Underestimating the power of Jeff Bezos - nocoder
https://www.linkedin.com/pulse/i-significantly-underestimated-power-jeff-bezos-franklin-foer
======
michaelt

      It was at that awkward moment that Amazon decided that it
      would punish the New Republic. Our ad sales department
      received a note, informing us that Amazon would be yanking
      its advertising for its new political comedy, Alpha House.
      The missive left nothing to the imagination. “In light of
      the cover article about Amazon, Amazon has decided to
      terminate the Alpha House campaign currently running on
      the New Republic.

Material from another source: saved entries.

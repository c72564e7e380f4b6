//! # picvault-service
//!
//! Business logic service layer for PicVault. [`NodeService`] implements
//! every operation on the file/folder tree on top of a
//! `picvault_database::NodeRepository`; [`UploadService`] runs the two-step
//! upload (media store first, metadata row second).
//!
//! Services follow constructor injection: all dependencies are provided
//! at construction time via `Arc` references.

pub mod context;
pub mod node;

pub use context::RequestContext;
pub use node::{DeleteOutcome, NewFile, NodeService, ReleaseFailure, UploadParams, UploadService};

Please confirm receipt of this email and
      that the campaign has been terminated.” It was signed,
      “Team Amazon.”
    

This is one of the reasons I really wish there was a decent, widely supported
micropayment system for journalism.

So long as journalists' jobs depend on the ad money coming in, companies can
use that leverage to get negative stories spiked. Amazon is one example in
this article; HSBC with The Telegraph (and other newspapers) is another [1].

If we want to avoid this disease spreading, we really need some way to pay
journalists that doesn't rely on corporate largess.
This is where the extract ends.